* _Exercise goal_:
Compute how many lines in the listing below hold the string "configured", then state only the result.

***

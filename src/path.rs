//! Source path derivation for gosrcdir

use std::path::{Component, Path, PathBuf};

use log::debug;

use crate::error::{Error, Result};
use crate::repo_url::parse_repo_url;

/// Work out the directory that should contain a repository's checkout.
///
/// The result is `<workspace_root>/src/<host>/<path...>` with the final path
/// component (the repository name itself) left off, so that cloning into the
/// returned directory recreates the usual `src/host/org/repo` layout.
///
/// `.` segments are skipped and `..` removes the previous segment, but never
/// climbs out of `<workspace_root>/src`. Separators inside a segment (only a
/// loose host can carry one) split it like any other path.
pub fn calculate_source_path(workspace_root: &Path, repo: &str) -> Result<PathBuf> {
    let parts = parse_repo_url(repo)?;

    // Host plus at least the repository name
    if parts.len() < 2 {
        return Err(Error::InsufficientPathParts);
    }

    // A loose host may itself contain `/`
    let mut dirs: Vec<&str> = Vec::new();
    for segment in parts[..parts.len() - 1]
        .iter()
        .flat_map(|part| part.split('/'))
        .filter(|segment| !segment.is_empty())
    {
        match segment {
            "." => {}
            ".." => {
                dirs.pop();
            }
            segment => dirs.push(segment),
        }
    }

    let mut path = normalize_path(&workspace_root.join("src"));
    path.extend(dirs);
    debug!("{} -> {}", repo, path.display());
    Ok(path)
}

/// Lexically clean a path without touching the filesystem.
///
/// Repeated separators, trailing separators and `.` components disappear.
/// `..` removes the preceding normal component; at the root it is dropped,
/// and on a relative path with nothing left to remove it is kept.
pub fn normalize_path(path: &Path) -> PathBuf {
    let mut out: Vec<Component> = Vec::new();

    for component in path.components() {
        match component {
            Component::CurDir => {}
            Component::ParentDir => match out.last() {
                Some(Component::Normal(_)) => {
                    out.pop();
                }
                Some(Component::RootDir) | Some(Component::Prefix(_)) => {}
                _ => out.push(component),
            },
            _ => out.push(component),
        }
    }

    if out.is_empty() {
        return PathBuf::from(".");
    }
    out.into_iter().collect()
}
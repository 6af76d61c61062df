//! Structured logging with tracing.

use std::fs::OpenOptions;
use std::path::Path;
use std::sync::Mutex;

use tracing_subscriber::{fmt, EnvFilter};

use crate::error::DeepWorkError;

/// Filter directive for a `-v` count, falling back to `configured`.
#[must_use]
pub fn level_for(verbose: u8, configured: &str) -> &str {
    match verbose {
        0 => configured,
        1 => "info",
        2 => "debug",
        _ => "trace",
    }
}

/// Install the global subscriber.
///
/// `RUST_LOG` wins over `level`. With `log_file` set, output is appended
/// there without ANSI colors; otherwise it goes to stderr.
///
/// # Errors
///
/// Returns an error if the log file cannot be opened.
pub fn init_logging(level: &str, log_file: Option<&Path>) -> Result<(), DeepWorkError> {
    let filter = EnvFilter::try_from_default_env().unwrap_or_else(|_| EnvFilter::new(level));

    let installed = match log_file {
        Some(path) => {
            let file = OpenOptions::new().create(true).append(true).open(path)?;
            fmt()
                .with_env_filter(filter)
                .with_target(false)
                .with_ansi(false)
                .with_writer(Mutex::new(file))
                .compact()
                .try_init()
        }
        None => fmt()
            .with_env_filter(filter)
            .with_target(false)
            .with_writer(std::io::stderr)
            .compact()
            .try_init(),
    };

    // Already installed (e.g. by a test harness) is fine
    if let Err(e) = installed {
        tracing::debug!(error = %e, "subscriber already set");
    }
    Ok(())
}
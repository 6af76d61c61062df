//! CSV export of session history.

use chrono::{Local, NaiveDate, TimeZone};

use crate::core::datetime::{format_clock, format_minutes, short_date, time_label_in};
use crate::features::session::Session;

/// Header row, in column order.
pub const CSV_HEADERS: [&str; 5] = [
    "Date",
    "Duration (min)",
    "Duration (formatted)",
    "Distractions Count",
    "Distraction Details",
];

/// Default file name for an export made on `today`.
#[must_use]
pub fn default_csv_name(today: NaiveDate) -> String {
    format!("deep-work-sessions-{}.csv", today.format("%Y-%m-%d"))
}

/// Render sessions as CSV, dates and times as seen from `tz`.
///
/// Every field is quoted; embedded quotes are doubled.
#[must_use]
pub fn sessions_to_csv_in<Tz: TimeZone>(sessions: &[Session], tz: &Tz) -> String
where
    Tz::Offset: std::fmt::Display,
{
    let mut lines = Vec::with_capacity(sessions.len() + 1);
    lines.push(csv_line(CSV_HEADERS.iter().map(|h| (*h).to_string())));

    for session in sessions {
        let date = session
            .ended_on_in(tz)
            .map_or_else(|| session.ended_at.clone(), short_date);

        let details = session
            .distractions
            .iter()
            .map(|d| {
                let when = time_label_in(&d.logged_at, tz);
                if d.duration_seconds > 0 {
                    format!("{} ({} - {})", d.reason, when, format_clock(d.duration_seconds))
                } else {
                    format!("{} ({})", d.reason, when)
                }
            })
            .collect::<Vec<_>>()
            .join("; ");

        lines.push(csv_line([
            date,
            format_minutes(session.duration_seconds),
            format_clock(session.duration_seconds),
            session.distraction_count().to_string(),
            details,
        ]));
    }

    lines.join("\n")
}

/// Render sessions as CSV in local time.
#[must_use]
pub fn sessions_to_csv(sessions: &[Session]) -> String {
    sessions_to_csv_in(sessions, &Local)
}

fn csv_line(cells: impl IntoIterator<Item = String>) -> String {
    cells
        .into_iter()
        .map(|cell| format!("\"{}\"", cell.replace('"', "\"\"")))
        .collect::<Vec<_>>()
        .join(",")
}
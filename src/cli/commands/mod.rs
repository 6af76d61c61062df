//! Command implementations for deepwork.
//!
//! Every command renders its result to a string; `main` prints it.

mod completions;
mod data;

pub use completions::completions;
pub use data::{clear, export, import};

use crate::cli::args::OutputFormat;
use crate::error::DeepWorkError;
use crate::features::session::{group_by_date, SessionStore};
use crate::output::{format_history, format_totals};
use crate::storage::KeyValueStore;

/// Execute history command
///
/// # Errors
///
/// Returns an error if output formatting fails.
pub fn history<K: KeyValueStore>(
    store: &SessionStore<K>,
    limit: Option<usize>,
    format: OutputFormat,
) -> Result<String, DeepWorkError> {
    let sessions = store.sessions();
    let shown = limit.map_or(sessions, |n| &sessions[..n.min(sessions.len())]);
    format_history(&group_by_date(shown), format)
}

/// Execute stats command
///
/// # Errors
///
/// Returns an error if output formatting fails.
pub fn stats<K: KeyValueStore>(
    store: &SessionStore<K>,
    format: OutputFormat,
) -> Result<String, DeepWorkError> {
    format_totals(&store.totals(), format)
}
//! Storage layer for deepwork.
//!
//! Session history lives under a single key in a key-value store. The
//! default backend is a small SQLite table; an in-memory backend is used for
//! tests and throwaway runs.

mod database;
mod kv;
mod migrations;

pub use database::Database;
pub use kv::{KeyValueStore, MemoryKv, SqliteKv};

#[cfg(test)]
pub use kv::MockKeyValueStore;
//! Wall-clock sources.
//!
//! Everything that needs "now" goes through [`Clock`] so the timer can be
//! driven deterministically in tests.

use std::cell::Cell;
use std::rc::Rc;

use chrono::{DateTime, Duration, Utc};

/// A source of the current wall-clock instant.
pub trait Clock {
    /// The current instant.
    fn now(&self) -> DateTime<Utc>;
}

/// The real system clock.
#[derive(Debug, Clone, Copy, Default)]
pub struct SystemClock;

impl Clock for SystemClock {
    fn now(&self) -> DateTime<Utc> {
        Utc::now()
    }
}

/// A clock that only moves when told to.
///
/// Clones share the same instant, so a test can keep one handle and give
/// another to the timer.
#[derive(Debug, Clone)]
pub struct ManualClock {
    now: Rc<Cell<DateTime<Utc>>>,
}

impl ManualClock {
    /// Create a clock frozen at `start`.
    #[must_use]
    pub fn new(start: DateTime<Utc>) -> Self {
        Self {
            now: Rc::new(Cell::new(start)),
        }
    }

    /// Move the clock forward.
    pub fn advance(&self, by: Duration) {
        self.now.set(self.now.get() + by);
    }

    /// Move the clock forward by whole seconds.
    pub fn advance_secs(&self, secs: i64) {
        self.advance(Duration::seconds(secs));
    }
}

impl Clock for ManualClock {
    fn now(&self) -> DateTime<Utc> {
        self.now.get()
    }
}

***

* _Output_:
3